◆ WHAT THE EXERCISE ASKS: Beginning with the first entry, set down each one exactly as shown.

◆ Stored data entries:
......

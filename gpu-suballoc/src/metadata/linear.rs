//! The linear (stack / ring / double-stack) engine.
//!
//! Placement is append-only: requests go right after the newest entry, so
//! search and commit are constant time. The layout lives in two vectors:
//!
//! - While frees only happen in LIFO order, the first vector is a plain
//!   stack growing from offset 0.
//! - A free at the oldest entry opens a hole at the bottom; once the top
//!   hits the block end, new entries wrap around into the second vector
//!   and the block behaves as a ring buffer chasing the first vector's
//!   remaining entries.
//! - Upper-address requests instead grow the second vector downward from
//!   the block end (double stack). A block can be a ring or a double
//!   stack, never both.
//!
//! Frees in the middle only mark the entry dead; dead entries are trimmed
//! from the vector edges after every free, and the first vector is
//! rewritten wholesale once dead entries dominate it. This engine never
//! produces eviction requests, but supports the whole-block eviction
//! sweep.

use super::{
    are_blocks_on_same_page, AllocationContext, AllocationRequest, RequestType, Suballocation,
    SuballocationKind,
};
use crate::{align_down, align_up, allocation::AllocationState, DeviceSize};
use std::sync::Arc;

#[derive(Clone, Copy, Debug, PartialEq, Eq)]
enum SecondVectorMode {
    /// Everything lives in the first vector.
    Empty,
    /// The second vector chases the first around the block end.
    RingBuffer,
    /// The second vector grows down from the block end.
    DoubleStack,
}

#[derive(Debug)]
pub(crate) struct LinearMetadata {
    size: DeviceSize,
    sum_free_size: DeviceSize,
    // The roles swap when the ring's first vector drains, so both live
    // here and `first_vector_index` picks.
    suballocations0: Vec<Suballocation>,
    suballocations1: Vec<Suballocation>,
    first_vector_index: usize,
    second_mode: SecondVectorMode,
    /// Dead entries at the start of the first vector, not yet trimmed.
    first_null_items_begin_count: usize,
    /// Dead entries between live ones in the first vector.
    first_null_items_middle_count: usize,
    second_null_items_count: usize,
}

......

◆ TASK RESPONSE:
filename gpu-suballoc/src/metadata/linear.rs
//! The linear (stack / ring / double-stack) engine.
//!
//! Placement is append-only: requests go right after the newest entry, so
//! search and commit are constant time. The layout lives in two vectors:
//!
//! - While frees only happen in LIFO order, the first vector is a plain
//!   stack growing from offset 0.
//! - A free at the oldest entry opens a hole at the bottom; once the top
//!   hits the block end, new entries wrap around into the second vector
//!   and the block behaves as a ring buffer chasing the first vector's
//!   remaining entries.
//! - Upper-address requests instead grow the second vector downward from
//!   the block end (double stack). A block can be a ring or a double
//!   stack, never both.
//!
//! Frees in the middle only mark the entry dead; dead entries are trimmed
//! from the vector edges after every free, and the first vector is
//! rewritten wholesale once dead entries dominate it. This engine never
//! produces eviction requests, but supports the whole-block eviction
//! sweep.

use super::{
    are_blocks_on_same_page, AllocationContext, AllocationRequest, RequestType, Suballocation,
    SuballocationKind,
};
use crate::{align_down, align_up, allocation::AllocationState, DeviceSize};
use std::sync::Arc;

#[derive(Clone, Copy, Debug, PartialEq, Eq)]
enum SecondVectorMode {
    /// Everything lives in the first vector.
    Empty,
    /// The second vector chases the first around the block end.
    RingBuffer,
    /// The second vector grows down from the block end.
    DoubleStack,
}

#[derive(Debug)]
pub(crate) struct LinearMetadata {
    size: DeviceSize,
    sum_free_size: DeviceSize,
    // The roles swap when the ring's first vector drains, so both live
    // here and `first_vector_index` picks.
    suballocations0: Vec<Suballocation>,
    suballocations1: Vec<Suballocation>,
    first_vector_index: usize,
    second_mode: SecondVectorMode,
    /// Dead entries at the start of the first vector, not yet trimmed.
    first_null_items_begin_count: usize,
    /// Dead entries between live ones in the first vector.
    first_null_items_middle_count: usize,
    second_null_items_count: usize,
}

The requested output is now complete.